*RECORDS FOR THE EXERCISE*

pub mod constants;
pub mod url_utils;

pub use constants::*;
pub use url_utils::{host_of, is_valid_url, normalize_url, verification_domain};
--
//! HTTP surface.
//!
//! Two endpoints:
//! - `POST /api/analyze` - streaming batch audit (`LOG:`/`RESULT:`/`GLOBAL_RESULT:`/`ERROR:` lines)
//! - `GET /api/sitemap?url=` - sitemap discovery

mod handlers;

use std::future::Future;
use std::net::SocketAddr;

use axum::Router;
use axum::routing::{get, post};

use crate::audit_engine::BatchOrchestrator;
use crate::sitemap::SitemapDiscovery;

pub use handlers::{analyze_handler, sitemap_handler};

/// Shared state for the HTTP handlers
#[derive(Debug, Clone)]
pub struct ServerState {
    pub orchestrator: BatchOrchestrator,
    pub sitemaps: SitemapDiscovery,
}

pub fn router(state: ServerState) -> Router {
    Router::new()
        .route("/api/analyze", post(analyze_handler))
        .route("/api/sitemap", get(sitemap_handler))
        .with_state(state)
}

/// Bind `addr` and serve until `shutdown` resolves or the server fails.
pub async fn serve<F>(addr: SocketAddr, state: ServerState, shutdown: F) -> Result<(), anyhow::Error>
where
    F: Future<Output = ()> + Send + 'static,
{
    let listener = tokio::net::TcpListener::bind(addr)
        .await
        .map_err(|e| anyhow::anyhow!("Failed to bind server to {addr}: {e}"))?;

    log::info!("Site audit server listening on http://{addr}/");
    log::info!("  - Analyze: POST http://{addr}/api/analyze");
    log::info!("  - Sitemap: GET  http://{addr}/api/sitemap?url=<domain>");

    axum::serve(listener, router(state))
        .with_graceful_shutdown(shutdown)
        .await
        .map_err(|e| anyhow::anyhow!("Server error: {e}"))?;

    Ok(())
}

*WHAT IS NEEDED*
Identify every line above with the string "anyhow" in it. Copy those lines.

*ANSWER FOR THIS EXERCISE*
pub async fn serve<F>(addr: SocketAddr, state: ServerState, shutdown: F) -> Result<(), anyhow::Error>
        .map_err(|e| anyhow::anyhow!("Failed to bind server to {addr}: {e}"))?;
        .map_err(|e| anyhow::anyhow!("Server error: {e}"))?;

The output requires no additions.